Exercise aim
After reading the data below, copy out every line that contains the word "bisect".

Excerpted records
//! Component E — Path Resolver Orchestrator (spec §4.E).
//!
//! Drives a multi-waypoint Cartesian path through the per-segment
//! resolvers (4.C/4.D), falling back to the roadmap resolver (4.F) when a
//! segment fails to resolve pointwise or when the caller asks for the
//! roadmap method directly.

use crate::adapter;
use crate::bisect;
use crate::config::ResolverOptions;
use crate::constraints;
use crate::error::{ResolveError, ResolveResult};
use crate::linear;
use crate::model::{Config, ConfigSource, ConstraintItem, IkSolver, RobotModel, WorkspaceHelper};
use crate::roadmap;
use crate::trajectory::Trajectory;

/// Which segment-resolution strategy to use.
#[derive(Debug, Clone, Copy, PartialEq, Eq)]
pub enum PathMethod {
    /// Try pointwise first, fall back to the roadmap resolver on failure.
    Any,
    /// Only attempt the pointwise strategy.
    Pointwise,
    /// Only attempt the roadmap strategy.
    Roadmap,
}

/// A caller-supplied path: either a raw list of workspace points (treated
/// as 1-second-spaced milestones) or a pre-built [`Trajectory`].
pub enum PathInput<P> {
    Points(Vec<P>),
    Trajectory(Trajectory<P>),
}

impl<P: Clone> PathInput<P> {
    fn into_trajectory(self) -> Trajectory<P> {
        match self {
            PathInput::Trajectory(t) => t,
            PathInput::Points(pts) => {
                let times = (0..pts.len()).map(|i| i as f64).collect();
                Trajectory::new(times, pts)
            }
        }
    }
}

/// Discretizes a path into the waypoint sequence the roadmap resolver
/// samples against. For an already-discrete [`PathInput::Points`] input
/// this is the identity; for a continuous pre-built [`PathInput::Trajectory`]
/// this takes the trajectory's own milestones as waypoints, since the
/// specification does not otherwise define a sampling rate for continuous
/// input (spec.md §4.F only ever references the discrete "waypoints of a
/// multi-segment Cartesian path").
pub fn densify_for_roadmap<P: Clone>(path: &Trajectory<P>) -> Vec<P> {
    path.milestones.clone()
}

/// Public entry point, collapsing failure to `None`.
#[allow(clippy::too_many_arguments)]
pub fn resolve<R, W, S>(
    robot: &mut R,
    workspace: &W,
    constraint_items: Vec<ConstraintItem<R::Objective>>,
    path: PathInput<W::Point>,
    start: ConfigSource,
    end: ConfigSource,
    delta: f64,
    method: PathMethod,
    num_samples: usize,
    solver: Option<S>,
    feasibility_test: Option<&dyn Fn(&Config) -> bool>,
    maximize: bool,
    opts: &ResolverOptions,
) -> Option<Trajectory<Config>>
where
    R: RobotModel,
    W: WorkspaceHelper<Objective = R::Objective>,
    S: IkSolver<Objective = R::Objective> + Default,
{
    match resolve_checked(
        robot,
        workspace,
        constraint_items,
        path,
        start,
        end,
        delta,
        method,
        num_samples,
        solver,
        feasibility_test,
        maximize,
        opts,
    ) {
        Ok(traj) => Some(traj),
        Err(e) => {
            tracing::warn!(error = %e, "path orchestrator exhausted both strategies");
            None
        }
    }
}

/// Typed variant of [`resolve`].
#[allow(clippy::too_many_arguments)]
pub fn resolve_checked<R, W, S>(
    robot: &mut R,
    workspace: &W,
    constraint_items: Vec<ConstraintItem<R::Objective>>,
    path: PathInput<W::Point>,
    start: ConfigSource,
    end: ConfigSource,
    delta: f64,
    method: PathMethod,
    num_samples: usize,
    solver: Option<S>,
    feasibility_test: Option<&dyn Fn(&Config) -> bool>,
    maximize: bool,
    opts: &ResolverOptions,
) -> ResolveResult<Trajectory<Config>>
where
    R: RobotModel,
    W: WorkspaceHelper<Objective = R::Objective>,
    S: IkSolver<Objective = R::Objective> + Default,
{
    let path_traj = path.into_trajectory();
    if path_traj.len() < 2 {
        return Err(ResolveError::InvalidConstraint(
            "path must have at least two waypoints".into(),
        ));
    }

    let normalized = constraints::normalize(robot, constraint_items, start, end, solver)?;
    let mut solver = normalized.solver;
    let constraint_list = normalized.constraints;
    // Pointwise always needs a concrete starting configuration; the roadmap
    // strategy instead treats a genuinely unspecified start as "sample it",
    // so the two strategies see different views of `normalized.start_config`.
    let start_config_opt = normalized.start_config.clone();
    let start_config = normalized
        .start_config
        .unwrap_or_else(|| robot.get_config());
    let end_config = normalized.end_config;

    if method != PathMethod::Roadmap {
        match pointwise(
            robot,
            workspace,
            &constraint_list,
            &mut solver,
            &path_traj,
            start_config.clone(),
            end_config.clone(),
            delta,
            feasibility_test,
            maximize && method == PathMethod::Pointwise,
            opts,
        ) {
            Ok(traj) => return Ok(traj),
            Err(e) if method == PathMethod::Pointwise => return Err(e),
            Err(e) => {
                tracing::warn!(error = %e, "pointwise path resolution failed, falling back to roadmap");
            }
        }
    }

    let waypoints = densify_for_roadmap(&path_traj);
    roadmap::resolve_checked(
        robot,
        workspace,
        &constraint_list,
        &mut solver,
        &waypoints,
        &path_traj.times,
        start_config_opt,
        end_config,
        delta,
        num_samples,
        feasibility_test,
        maximize,
        opts,
        &mut rand::thread_rng(),
    )
}

/// The pointwise strategy: resolve each consecutive waypoint pair with the
/// 4.C/4.D segment resolvers and concatenate.
#[allow(clippy::too_many_arguments)]
fn pointwise<R, W, S>(
    robot: &mut R,
    workspace: &W,
    constraints: &[R::Objective],
    solver: &mut S,
    path: &Trajectory<W::Point>,
    start_config: Config,
    end_config: Option<Config>,
    delta: f64,
    feasibility_test: Option<&dyn Fn(&Config) -> bool>,
    maximize: bool,
    opts: &ResolverOptions,
) -> ResolveResult<Trajectory<Config>>
where
    R: RobotModel,
    W: WorkspaceHelper<Objective = R::Objective>,
    S: IkSolver<Objective = R::Objective>,
{
    let mut overall = Trajectory::single(path.start_time(), start_config.clone());
    let mut tail = start_config.clone();
    let total_span = path.end_time() - path.start_time();

    for i in 0..path.len() - 1 {
        let seg_a = &path.milestones[i];
        let seg_b = &path.milestones[i + 1];

        let seg_result = if let Some(ref end_q) = end_config {
            let u = if total_span > 0.0 {
                (path.times[i + 1] - path.start_time()) / total_span
            } else {
                1.0
            };
            let seed = robot.interpolate(&tail, end_q, u);
            robot.set_config(&seed);
            let attempt = adapter::solve_at(
                workspace,
                &mut constraints.to_vec(),
                seg_b,
                solver,
                &seed,
            );
            if !attempt.solved {
                return Err(ResolveError::EndUnreachable {
                    residual: solver.residual(&attempt.config),
                });
            }
            bisect::resolve_segment_checked(
                robot,
                workspace,
                constraints,
                solver,
                seg_a,
                seg_b,
                tail.clone(),
                attempt.config,
                delta,
                10.0,
                feasibility_test,
            )
        } else {
            linear::resolve_segment_checked(
                robot,
                workspace,
                constraints,
                solver,
                seg_a,
                seg_b,
                tail.clone(),
                None,
                delta,
                feasibility_test,
                maximize,
                opts,
            )
        };

        match seg_result {
            Ok(mut seg_traj) => {
                seg_traj.rescale_unit_domain(path.times[i], path.times[i + 1]);
                tail = seg_traj.milestones.last().unwrap().clone();
                overall.append_aligned(seg_traj);
            }
            Err(e) => {
                if maximize {
                    return Ok(overall);
                }
                return Err(e);
            }
        }
    }

    Ok(overall)
}

#[cfg(test)]
mod tests {
    use super::*;
    use crate::reference::{NewtonIkSolver, PlanarArm, TipWorkspace};
    use nalgebra::Vector2;

    #[test]
    fn resolves_a_multi_waypoint_path_pointwise() {
        let mut robot = PlanarArm::two_link();
        let workspace = TipWorkspace;
        let solver = NewtonIkSolver::from(&robot);
        let opts = ResolverOptions::default();

        let path = PathInput::Points(vec![
            Vector2::new(2.0, 0.0),
            Vector2::new(1.5, 1.0),
            Vector2::new(0.5, 1.7),
            Vector2::new(0.0, 2.0),
        ]);

        let traj = resolve_checked(
            &mut robot,
            &workspace,
            vec![ConstraintItem::Link(0usize.into())],
            path,
            ConfigSource::Explicit(Config::zeros(2)),
            ConfigSource::Unspecified,
            0.05,
            PathMethod::Pointwise,
            0,
            Some(solver),
            None,
            false,
            &opts,
        )
        .expect("multi-waypoint path should resolve");

        assert_eq!(traj.start_time(), 0.0);
        assert_eq!(traj.end_time(), 3.0);
    }
}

Response to the task
use crate::bisect;
            bisect::resolve_segment_checked(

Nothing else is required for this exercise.